Estos carga ladrillos, en su mayoría jóvenes — varias mujeres— universitarios en prácticas y recién graduados, pagando el derecho de piso especialmente en informativos de televisión locales y nacionales en Colombia, salieron de sus casas para ponerse al lado de los hechos y de la gente asustada, en emisiones y ediciones a mañana, tarde y noche de cada día, y como tropa de impugnación contra la intoxicación digital; los virus de noticias falsas, bulos, trolls y cadenas de WhatsApp con mensajes de curas milagrosas y ataques catastróficos.
Para Nelson Fredy Padilla quien como reportero persiguió por 25 años las noticias del conflicto armado en Colombia, y hoy es editor de periodistas noveles en El Espectador, el desafío que le plantea al periodismo la pandemia es el equivalente a otra guerra. “Una guerra global contra una enfermedad desconocida en medio de una guerra contra la información verídica”. Y advirtió que sabiendo de la complejidad del trabajo de un corresponsal de guerra, esta situación “es más compleja porque no podemos estar cuando y como quisiéramos en el frente de batalla (2020).
Se ha observado que la primera víctima de una guerra es la verdad. Entonces, los reporteros de guerra tienen que estar ahí en el frente para dilucidarla. Sus cuerpos y sus sentidos son fuentes de información testimonial. Y son insustituibles.
El objetivo principal del periodismo— y su reto— es contar los hechos que suceden. Contarlos con detalles y con pasión desde donde suceden. Aunque esta vez —en palabras del periodista Héctor Gambini de El Clarín de Buenos Aires— la guerra vino a casa. “Una guerra silenciosa y planetaria en la que hay que protegerse de las esquirlas del enemigo: se incrustan en el cuerpo por un estornudo casual. Y a veces matan” (2020).
Por eso pondero a los corresponsales de esta guerra —reporteros audiovisuales, camarógrafos, fotógrafos, cronistas temerarios de la prensa escrita en papel y en internet— que salieron a las calles y asumieron los riesgos. Ellos, por ejemplo, mostraron desde los primeros días de la cuarentena ordenada por el gobierno los trapos rojos del hambre, amarrados a las ventanas de las casas en las barriadas de Soacha[2], Cundinamarca, y luego en localidades urbanas y rurales de varios departamentos y municipios a lo largo y ancho de Colombia que han estado sometidos a una cuarentena perpetua por el abandono del Estado.

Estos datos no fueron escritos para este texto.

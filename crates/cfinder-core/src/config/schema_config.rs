//! Schema loader configuration.

use serde::{Deserialize, Serialize};

/// Where declared constraints come from.
#[derive(Debug, Clone, Copy, PartialEq, Eq, Hash, Serialize, Deserialize)]
#[serde(rename_all = "snake_case")]
pub enum SchemaSourceKind {
    Auto,
    Sql,
    Json,
    Models,
}

impl SchemaSourceKind {
    pub fn parse_str(s: &str) -> Option<Self> {
        match s.to_ascii_lowercase().as_str() {
            "auto" => Some(Self::Auto),
            "sql" => Some(Self::Sql),
            "json" => Some(Self::Json),
            "models" => Some(Self::Models),
            _ => None,
        }
    }

    pub fn name(&self) -> &'static str {
        match self {
            Self::Auto => "auto",
            Self::Sql => "sql",
            Self::Json => "json",
            Self::Models => "models",
        }
    }
}

/// SQL dialect used to parse DDL files.
#[derive(Debug, Clone, Copy, PartialEq, Eq, Hash, Serialize, Deserialize)]
#[serde(rename_all = "snake_case")]
pub enum SqlDialectKind {
    Generic,
    Postgres,
    MySql,
    Sqlite,
}

impl SqlDialectKind {
    pub fn parse_str(s: &str) -> Option<Self> {
        match s.to_ascii_lowercase().as_str() {
            "generic" | "ansi" => Some(Self::Generic),
            "postgres" | "postgresql" => Some(Self::Postgres),
            "mysql" => Some(Self::MySql),
            "sqlite" => Some(Self::Sqlite),
            _ => None,
        }
    }
}

/// Configuration for declared-schema loading.
#[derive(Debug, Clone, Serialize, Deserialize, Default)]
#[serde(default)]
pub struct SchemaConfig {
    /// `auto`, `sql`, `json` or `models`. Default: auto.
    pub source: Option<String>,
    /// SQL dialect for DDL files. Default: generic.
    pub dialect: Option<String>,
    /// Directory (relative to the application root) holding schema files.
    pub dir: Option<String>,
}

impl SchemaConfig {
    /// Returns the configured source, defaulting to `auto`.
    pub fn effective_source(&self) -> SchemaSourceKind {
        self.source
            .as_deref()
            .and_then(SchemaSourceKind::parse_str)
            .unwrap_or(SchemaSourceKind::Auto)
    }

    /// Returns the configured dialect, defaulting to `generic`.
    pub fn effective_dialect(&self) -> SqlDialectKind {
        self.dialect
            .as_deref()
            .and_then(SqlDialectKind::parse_str)
            .unwrap_or(SqlDialectKind::Generic)
    }
}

En las puertas de esas casas macilentas los reporteros presentaron en primer plano a mujeres sosteniendo con sus brazos manojos de niños semidesnudos, y a cientos de hombres mayores, varados al haberse detenido la maquinaria de los trabajos del rebusque menor y el gota a gota de su paga diario.
Si todas estas personas —sin carnés para acceder a la atención de salud, ni claves de internet ni cuentas bancarias para reclamar el subsidio solidario que el gobierno prometió por televisión— no se botaron a las calles en esos primeros días, desobedeciendo la cuarentena fijada por ley, fue por las acciones caritativas de muchos convecinos que se conmovieron —y se movieron — ante el mensaje de esas banderas insurrectas —banderas que resignifican la desigualdad—que flamearon en las ventanas de la pobreza.

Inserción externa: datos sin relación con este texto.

//! Matcher output: Findings with unresolved bindings.

use serde::{Deserialize, Serialize};

use crate::constraints::{Confidence, ConstraintKind, Effect};
use crate::parsers::types::SourceLocation;

/// How a model reference was derived from the source.
#[derive(Debug, Clone, Copy, PartialEq, Eq, Hash, PartialOrd, Ord, Serialize, Deserialize)]
#[serde(rename_all = "snake_case")]
pub enum RefOrigin {
    /// A class named directly: `Order.objects`, `Order(...)`.
    Class,
    /// `self` inside a class body.
    Enclosing,
    /// A local variable traced back to a class.
    Traced,
    /// Only a variable name is known.
    Guess,
}

/// An unresolved reference to a model, possibly through relationships
/// (`order.customer` is `Order` with path `["customer"]`).
#[derive(Debug, Clone, PartialEq, Eq, Hash, PartialOrd, Ord, Serialize, Deserialize)]
pub struct ModelRef {
    pub origin: RefOrigin,
    pub name: String,
    #[serde(default, skip_serializing_if = "Vec::is_empty")]
    pub path: Vec<String>,
}

impl ModelRef {
    pub fn class(name: &str) -> Self {
        Self {
            origin: RefOrigin::Class,
            name: name.to_string(),
            path: Vec::new(),
        }
    }

    pub fn with_origin(mut self, origin: RefOrigin) -> Self {
        self.origin = origin;
        self
    }

    pub fn push(mut self, segment: &str) -> Self {
        self.path.push(segment.to_string());
        self
    }
}

/// Values bound by a pattern match.
#[derive(Debug, Clone, Default, PartialEq, Eq, Hash, PartialOrd, Ord, Serialize, Deserialize)]
pub struct Bindings {
    #[serde(default, skip_serializing_if = "Option::is_none")]
    pub model: Option<ModelRef>,
    #[serde(default, skip_serializing_if = "Option::is_none")]
    pub field: Option<String>,
    #[serde(default, skip_serializing_if = "Vec::is_empty")]
    pub columns: Vec<String>,
    #[serde(default, skip_serializing_if = "Option::is_none")]
    pub ref_model: Option<ModelRef>,
    #[serde(default, skip_serializing_if = "Option::is_none")]
    pub ref_field: Option<String>,
    #[serde(default, skip_serializing_if = "Option::is_none")]
    pub predicate: Option<String>,
    #[serde(default, skip_serializing_if = "Option::is_none")]
    pub flow: Option<String>,
    /// Receiver text (`order.customer`), used to unify suppression checks.
    #[serde(default, skip_serializing_if = "Option::is_none")]
    pub receiver: Option<String>,
}

impl Bindings {
    /// Combine the bindings of two slots. `flow` must unify; columns are
    /// unioned; other values keep the earlier slot's binding.
    pub fn unify(&self, later: &Bindings) -> Option<Bindings> {
        if let (Some(a), Some(b)) = (&self.flow, &later.flow) {
            if a != b {
                return None;
            }
        }
        let mut merged = self.clone();
        for column in &later.columns {
            if !merged.columns.contains(column) {
                merged.columns.push(column.clone());
            }
        }
        merged.columns.sort();
        merged.model = merged.model.or_else(|| later.model.clone());
        merged.field = merged.field.or_else(|| later.field.clone());
        merged.ref_model = merged.ref_model.or_else(|| later.ref_model.clone());
        merged.ref_field = merged.ref_field.or_else(|| later.ref_field.clone());
        merged.predicate = merged.predicate.or_else(|| later.predicate.clone());
        merged.flow = merged.flow.or_else(|| later.flow.clone());
        merged.receiver = merged.receiver.or_else(|| later.receiver.clone());
        Some(merged)
    }
}

/// One pattern match.
#[derive(Debug, Clone, PartialEq, Eq, Hash, PartialOrd, Ord, Serialize, Deserialize)]
pub struct Finding {
    pub app: String,
    pub file: String,
    pub location: SourceLocation,
    pub pattern_id: String,
    pub kind: ConstraintKind,
    pub effect: Effect,
    pub confidence: Confidence,
    pub bindings: Bindings,
    pub is_test: bool,
}

#[cfg(test)]
mod tests {
    use super::*;

    #[test]
    fn unify_rejects_different_flows() {
        let a = Bindings {
            flow: Some("qs".into()),
            ..Default::default()
        };
        let b = Bindings {
            flow: Some("other".into()),
            ..Default::default()
        };
        assert!(a.unify(&b).is_none());
    }

    #[test]
    fn unify_unions_columns() {
        let a = Bindings {
            model: Some(ModelRef::class("Order")),
            columns: vec!["sku".into()],
            flow: Some("qs".into()),
            ..Default::default()
        };
        let b = Bindings {
            columns: vec!["shop_id".into(), "sku".into()],
            flow: Some("qs".into()),
            ..Default::default()
        };
        let merged = a.unify(&b).unwrap();
        assert_eq!(merged.columns, vec!["shop_id".to_string(), "sku".to_string()]);
        assert_eq!(merged.model, Some(ModelRef::class("Order")));
    }
}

“No le tengo miedo al Coronavirus, le tengo miedo al hambre”, sentenció en voz alta una de las mujeres de Soacha.
Ahí muy cerca estaba Daniela Morales, reportera de Noticias Caracol; la escuchó y replicó su sentimiento de angustia.
Después de 1860 surgió el concepto de reportero —repórter, se le llamó en un principio— heredero de la prensa estadounidense y puente del periodismo con la vida cotidiana de las personas. El papel del reportero era —y es— opuesto al del editorialista politizado, pues su tarea fundamental era —y es— buscar las noticias por fuera de la sala de redacción de los periódicos: despachos judiciales, ministerios gubernamentales, inspecciones y cuarteles de policía y ejército; se identificaba al reportero con el periodista que salía —y sale— a las calles para entrevistar a las personas en busca de noticias de interés para la comunidad.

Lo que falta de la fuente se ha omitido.